» WORK INSTRUCTION
Please restate each entry below, word for word.

(Records from a dataset)
________________________

//! Resolved content type definitions.

use indexmap::IndexMap;
use serde_json::Value as JsonValue;

use super::property::Property;
use crate::error::Error;

/// A resolved content type (one table).
///
/// Types are produced by the resolver and immutable afterwards. Property
/// order follows declaration order: inherited properties first, own
/// properties after, with merged overrides moved to the end.
#[derive(Debug, Clone, PartialEq)]
pub struct Type {
    /// Globally unique `database::table` identifier.
    pub identifier: String,
    /// Database name.
    pub database: String,
    /// Table name.
    pub table: String,
    /// Human description, carried as metadata.
    pub description: Option<String>,
    /// Ordered property definitions.
    pub properties: Vec<Property>,
    /// Type-level validator configuration, opaque to this engine.
    pub validators: IndexMap<String, JsonValue>,
}

impl Type {
    /// Create an empty type.
    pub fn new(
        identifier: impl Into<String>,
        database: impl Into<String>,
        table: impl Into<String>,
    ) -> Self {
        Self {
            identifier: identifier.into(),
            database: database.into(),
            table: table.into(),
            description: None,
            properties: Vec::new(),
            validators: IndexMap::new(),
        }
    }

    /// Add a property (builder form, for programmatic construction).
    pub fn with_property(mut self, property: Property) -> Self {
        self.set_property(property);
        self
    }

    /// Get a property by identifier.
    pub fn get_property(&self, identifier: &str) -> Option<&Property> {
        self.properties.iter().find(|p| p.identifier == identifier)
    }

    /// Get a property by identifier, failing with `MissingProperty`.
    pub fn property(&self, identifier: &str) -> Result<&Property, Error> {
        self.get_property(identifier)
            .ok_or_else(|| Error::MissingProperty {
                property: identifier.to_string(),
                type_identifier: self.identifier.clone(),
            })
    }

    /// Check if a property exists.
    pub fn has_property(&self, identifier: &str) -> bool {
        self.get_property(identifier).is_some()
    }

    /// Insert or replace a property, keeping its declaration position when
    /// it already exists.
    pub fn set_property(&mut self, property: Property) {
        match self
            .properties
            .iter()
            .position(|p| p.identifier == property.identifier)
        {
            Some(index) => self.properties[index] = property,
            None => self.properties.push(property),
        }
    }

    /// Remove a property, returning it if present.
    pub fn remove_property(&mut self, identifier: &str) -> Option<Property> {
        self.properties
            .iter()
            .position(|p| p.identifier == identifier)
            .map(|index| self.properties.remove(index))
    }

    /// The autoincrement property, failing when the type defines none.
    pub fn auto_increment(&self) -> Result<&Property, Error> {
        self.properties
            .iter()
            .find(|p| p.auto_increment)
            .ok_or_else(|| Error::NoAutoIncrementProperty {
                type_identifier: self.identifier.clone(),
            })
    }

    /// Number of properties marked autoincrement.
    pub(crate) fn auto_increment_count(&self) -> usize {
        self.properties.iter().filter(|p| p.auto_increment).count()
    }
}

#[cfg(test)]
mod tests {
    use super::*;
    use crate::schema::property::StorageType;

    fn sample_type() -> Type {
        Type::new("app::article", "app", "article")
            .with_property(Property::new("id", StorageType::BigInt).auto_increment())
            .with_property(Property::new("title", StorageType::String).not_null())
            .with_property(Property::new("body", StorageType::Text))
    }

    #[test]
    fn test_property_lookup() {
        let ty = sample_type();

        assert!(ty.has_property("title"));
        assert!(!ty.has_property("missing"));
        assert_eq!(ty.property("id").unwrap().identifier, "id");

        let err = ty.property("missing").unwrap_err();
        assert!(matches!(err, Error::MissingProperty { property, type_identifier }
            if property == "missing" && type_identifier == "app::article"));
    }

    #[test]
    fn test_set_property_replaces_in_place() {
        let mut ty = sample_type();
        ty.set_property(Property::new("title", StorageType::Text));

        assert_eq!(ty.properties.len(), 3);
        assert_eq!(ty.properties[1].identifier, "title");
        assert_eq!(ty.properties[1].storage_type, StorageType::Text);
    }

    #[test]
    fn test_remove_property() {
        let mut ty = sample_type();
        let removed = ty.remove_property("body").unwrap();
        assert_eq!(removed.identifier, "body");
        assert!(!ty.has_property("body"));
        assert!(ty.remove_property("body").is_none());
    }

    #[test]
    fn test_auto_increment() {
        let ty = sample_type();
        assert_eq!(ty.auto_increment().unwrap().identifier, "id");

        let bare = Type::new("app::tag", "app", "tag")
            .with_property(Property::new("name", StorageType::String));
        let err = bare.auto_increment().unwrap_err();
        assert!(matches!(err, Error::NoAutoIncrementProperty { type_identifier }
            if type_identifier == "app::tag"));
    }
}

________________________

» EXERCISE OUTPUT
//! Resolved content type definitions.

use indexmap::IndexMap;
use serde_json::Value as JsonValue;

use super::property::Property;
use crate::error::Error;

/// A resolved content type (one table).
///
/// Types are produced by the resolver and immutable afterwards. Property
/// order follows declaration order: inherited properties first, own
/// properties after, with merged overrides moved to the end.
#[derive(Debug, Clone, PartialEq)]
pub struct Type {
    /// Globally unique `database::table` identifier.
    pub identifier: String,
    /// Database name.
    pub database: String,
    /// Table name.
    pub table: String,
    /// Human description, carried as metadata.
    pub description: Option<String>,
    /// Ordered property definitions.
    pub properties: Vec<Property>,
    /// Type-level validator configuration, opaque to this engine.
    pub validators: IndexMap<String, JsonValue>,
}

impl Type {
    /// Create an empty type.
    pub fn new(
        identifier: impl Into<String>,
        database: impl Into<String>,
        table: impl Into<String>,
    ) -> Self {
        Self {
            identifier: identifier.into(),
            database: database.into(),
            table: table.into(),
            description: None,
            properties: Vec::new(),
            validators: IndexMap::new(),
        }
    }

    /// Add a property (builder form, for programmatic construction).
    pub fn with_property(mut self, property: Property) -> Self {
        self.set_property(property);
        self
    }

    /// Get a property by identifier.
    pub fn get_property(&self, identifier: &str) -> Option<&Property> {
        self.properties.iter().find(|p| p.identifier == identifier)
    }

    /// Get a property by identifier, failing with `MissingProperty`.
    pub fn property(&self, identifier: &str) -> Result<&Property, Error> {
        self.get_property(identifier)
            .ok_or_else(|| Error::MissingProperty {
                property: identifier.to_string(),
                type_identifier: self.identifier.clone(),
            })
    }

    /// Check if a property exists.
    pub fn has_property(&self, identifier: &str) -> bool {
        self.get_property(identifier).is_some()
    }

    /// Insert or replace a property, keeping its declaration position when
    /// it already exists.
    pub fn set_property(&mut self, property: Property) {
        match self
            .properties
            .iter()
            .position(|p| p.identifier == property.identifier)
        {
            Some(index) => self.properties[index] = property,
            None => self.properties.push(property),
        }
    }

    /// Remove a property, returning it if present.
    pub fn remove_property(&mut self, identifier: &str) -> Option<Property> {
        self.properties
            .iter()
            .position(|p| p.identifier == identifier)
            .map(|index| self.properties.remove(index))
    }

    /// The autoincrement property, failing when the type defines none.
    pub fn auto_increment(&self) -> Result<&Property, Error> {
        self.properties
            .iter()
            .find(|p| p.auto_increment)
            .ok_or_else(|| Error::NoAutoIncrementProperty {
                type_identifier: self.identifier.clone(),
            })
    }

    /// Number of properties marked autoincrement.
    pub(crate) fn auto_increment_count(&self) -> usize {
        self.properties.iter().filter(|p| p.auto_increment).count()
    }
}

#[cfg(test)]
mod tests {
    use super::*;
    use crate::schema::property::StorageType;

    fn sample_type() -> Type {
        Type::new("app::article", "app", "article")
            .with_property(Property::new("id", StorageType::BigInt).auto_increment())
            .with_property(Property::new("title", StorageType::String).not_null())
            .with_property(Property::new("body", StorageType::Text))
    }

    #[test]
    fn test_property_lookup() {
        let ty = sample_type();

        assert!(ty.has_property("title"));
        assert!(!ty.has_property("missing"));
        assert_eq!(ty.property("id").unwrap().identifier, "id");

        let err = ty.property("missing").unwrap_err();
        assert!(matches!(err, Error::MissingProperty { property, type_identifier }
            if property == "missing" && type_identifier == "app::article"));
    }

    #[test]
    fn test_set_property_replaces_in_place() {
        let mut ty = sample_type();
        ty.set_property(Property::new("title", StorageType::Text));

        assert_eq!(ty.properties.len(), 3);
        assert_eq!(ty.properties[1].identifier, "title");
        assert_eq!(ty.properties[1].storage_type, StorageType::Text);
    }

    #[test]
    fn test_remove_property() {
        let mut ty = sample_type();
        let removed = ty.remove_property("body").unwrap();
        assert_eq!(removed.identifier, "body");
        assert!(!ty.has_property("body"));
        assert!(ty.remove_property("body").is_none());
    }

    #[test]
    fn test_auto_increment() {
        let ty = sample_type();
        assert_eq!(ty.auto_increment().unwrap().identifier, "id");

        let bare = Type::new("app::tag", "app", "tag")
            .with_property(Property::new("name", StorageType::String));
        let err = bare.auto_increment().unwrap_err();
        assert!(matches!(err, Error::NoAutoIncrementProperty { type_identifier }
            if type_identifier == "app::tag"));
    }
}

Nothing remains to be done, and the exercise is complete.